REQUIRED WORK
Examine the records and identify each line that includes the string "connections". Copy those lines.

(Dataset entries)
○ ○ ○ ○ ○ ○ ○

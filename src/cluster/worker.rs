//! Worker handle and lifecycle state.

use std::fmt;
use std::net::SocketAddr;
use std::process::ExitStatus;
use std::sync::Arc;

use tokio::net::TcpStream;
use tokio::sync::{mpsc, oneshot};

use crate::net::handoff::{ControlChannel, HandoffError};
use crate::observability::metrics;

/// Accepted connections that may wait for one worker's control channel.
pub const HANDOFF_QUEUE: usize = 64;

/// Lifecycle state of a worker slot's current process.
#[derive(Debug, Clone, Copy, PartialEq, Eq)]
pub enum WorkerState {
    /// Process launched, server not yet reported ready.
    Starting,
    /// Worker reported its server is adopting connections.
    Running,
    /// Process is gone; the slot is about to be refilled.
    Exited,
}

/// Why a worker process went away.
#[derive(Debug, Clone, PartialEq, Eq)]
pub enum ExitReason {
    Code(i32),
    Signal(i32),
    /// The exit status could not be collected.
    Unknown(String),
}

impl From<ExitStatus> for ExitReason {
    fn from(status: ExitStatus) -> Self {
        use std::os::unix::process::ExitStatusExt;

        match (status.code(), status.signal()) {
            (Some(code), _) => ExitReason::Code(code),
            (None, Some(signal)) => ExitReason::Signal(signal),
            (None, None) => ExitReason::Unknown(status.to_string()),
        }
    }
}

impl fmt::Display for ExitReason {
    fn fmt(&self, f: &mut fmt::Formatter<'_>) -> fmt::Result {
        match self {
            ExitReason::Code(code) => write!(f, "exit code {}", code),
            ExitReason::Signal(signal) => write!(f, "signal {}", signal),
            ExitReason::Unknown(reason) => write!(f, "unknown ({})", reason),
        }
    }
}

/// A live worker bound to a slot of the pool.
///
/// The index is part of the routing contract; the process behind it
/// changes every time the slot is respawned.
///
/// Handoffs go through a bounded queue drained by a forwarding task, so a
/// worker that stops reading its control channel only ever stalls its own
/// queue. Dropping the handle ends the forwarding task and signals the
/// registry's observer to let go of the channel.
#[derive(Debug)]
pub struct Worker {
    index: usize,
    generation: u64,
    pid: Option<u32>,
    state: WorkerState,
    handoffs: mpsc::Sender<(TcpStream, SocketAddr)>,
    _retire: oneshot::Sender<()>,
}

impl Worker {
    /// Must be called inside a Tokio runtime.
    pub(crate) fn new(
        index: usize,
        generation: u64,
        pid: Option<u32>,
        channel: Arc<ControlChannel>,
        retire: oneshot::Sender<()>,
    ) -> Self {
        let (handoffs, pending) = mpsc::channel(HANDOFF_QUEUE);
        tokio::spawn(forward_handoffs(index, generation, channel, pending));

        Self {
            index,
            generation,
            pid,
            state: WorkerState::Starting,
            handoffs,
            _retire: retire,
        }
    }

    pub fn index(&self) -> usize {
        self.index
    }

    /// Spawn counter of this slot; distinguishes successive processes.
    pub fn generation(&self) -> u64 {
        self.generation
    }

    pub fn pid(&self) -> Option<u32> {
        self.pid
    }

    pub fn state(&self) -> WorkerState {
        self.state
    }

    pub(crate) fn set_state(&mut self, state: WorkerState) {
        self.state = state;
    }

    /// Queue an accepted connection for this worker without waiting.
    ///
    /// On error the connection has been dropped, which closes it.
    pub fn hand_off(&self, connection: TcpStream, remote_addr: SocketAddr) -> Result<(), HandoffError> {
        self.handoffs
            .try_send((connection, remote_addr))
            .map_err(|e| match e {
                mpsc::error::TrySendError::Full(_) => HandoffError::QueueFull,
                mpsc::error::TrySendError::Closed(_) => HandoffError::Closed,
            })
    }
}

/// Drain one worker's handoff queue into its control channel, in order.
async fn forward_handoffs(
    index: usize,
    generation: u64,
    channel: Arc<ControlChannel>,
    mut pending: mpsc::Receiver<(TcpStream, SocketAddr)>,
) {
    while let Some((connection, remote_addr)) = pending.recv().await {
        match channel.send_connection(connection, remote_addr).await {
            Ok(()) => {
                tracing::debug!(peer_addr = %remote_addr, index, "Connection handed off");
                metrics::record_handoff(index);
            }
            Err(e) => {
                tracing::warn!(
                    peer_addr = %remote_addr,
                    index,
                    generation,
                    error = %e,
                    "Handoff failed, dropping connection"
                );
                metrics::record_handoff_failure(index);
            }
        }
    }
}
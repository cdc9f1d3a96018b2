//! Worker subsystem.
//!
//! # Data Flow
//! ```text
//! Master control channel
//!     → adoption.rs (descriptor + remote address → TcpStream)
//!     → AdoptingListener (merged with the loopback listener's accepts)
//!     → crate::http::GatewayServer
//! ```
//!
//! # Design Decisions
//! - A worker serves only connections routed to it; its own loopback
//!   listener is never advertised
//! - Control channel EOF means the master is gone: drain and exit

pub mod adoption;
pub mod runtime;

pub use adoption::{Adopter, AdoptingListener, AdoptionHandler, ClientAddr};
pub use runtime::{run_worker, serve_control_channel, WorkerError};
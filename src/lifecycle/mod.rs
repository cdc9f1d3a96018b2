//! Lifecycle management subsystem.
//!
//! # Data Flow
//! ```text
//! Master:
//!     SIGTERM/SIGINT → Shutdown → distributor stops accepting
//!         → worker control channels closed → workers drain and exit
//!
//! Worker:
//!     control channel EOF or SIGTERM/SIGINT → Shutdown
//!         → HTTP server stops accepting → in-flight requests finish → exit
//! ```
//!
//! # Design Decisions
//! - Ordered startup: config, logging, metrics, then listeners
//! - Ordered shutdown: stop accept, drain, close

pub mod shutdown;
pub mod signals;

pub use shutdown::Shutdown;
pub use signals::shutdown_signal;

○ ○ ○ ○ ○ ○ ○

SOLUTION TO THIS PROBLEM
/// Accepted connections that may wait for one worker's control channel.
    /// Worker reported its server is adopting connections.
//! - A worker serves only connections routed to it; its own loopback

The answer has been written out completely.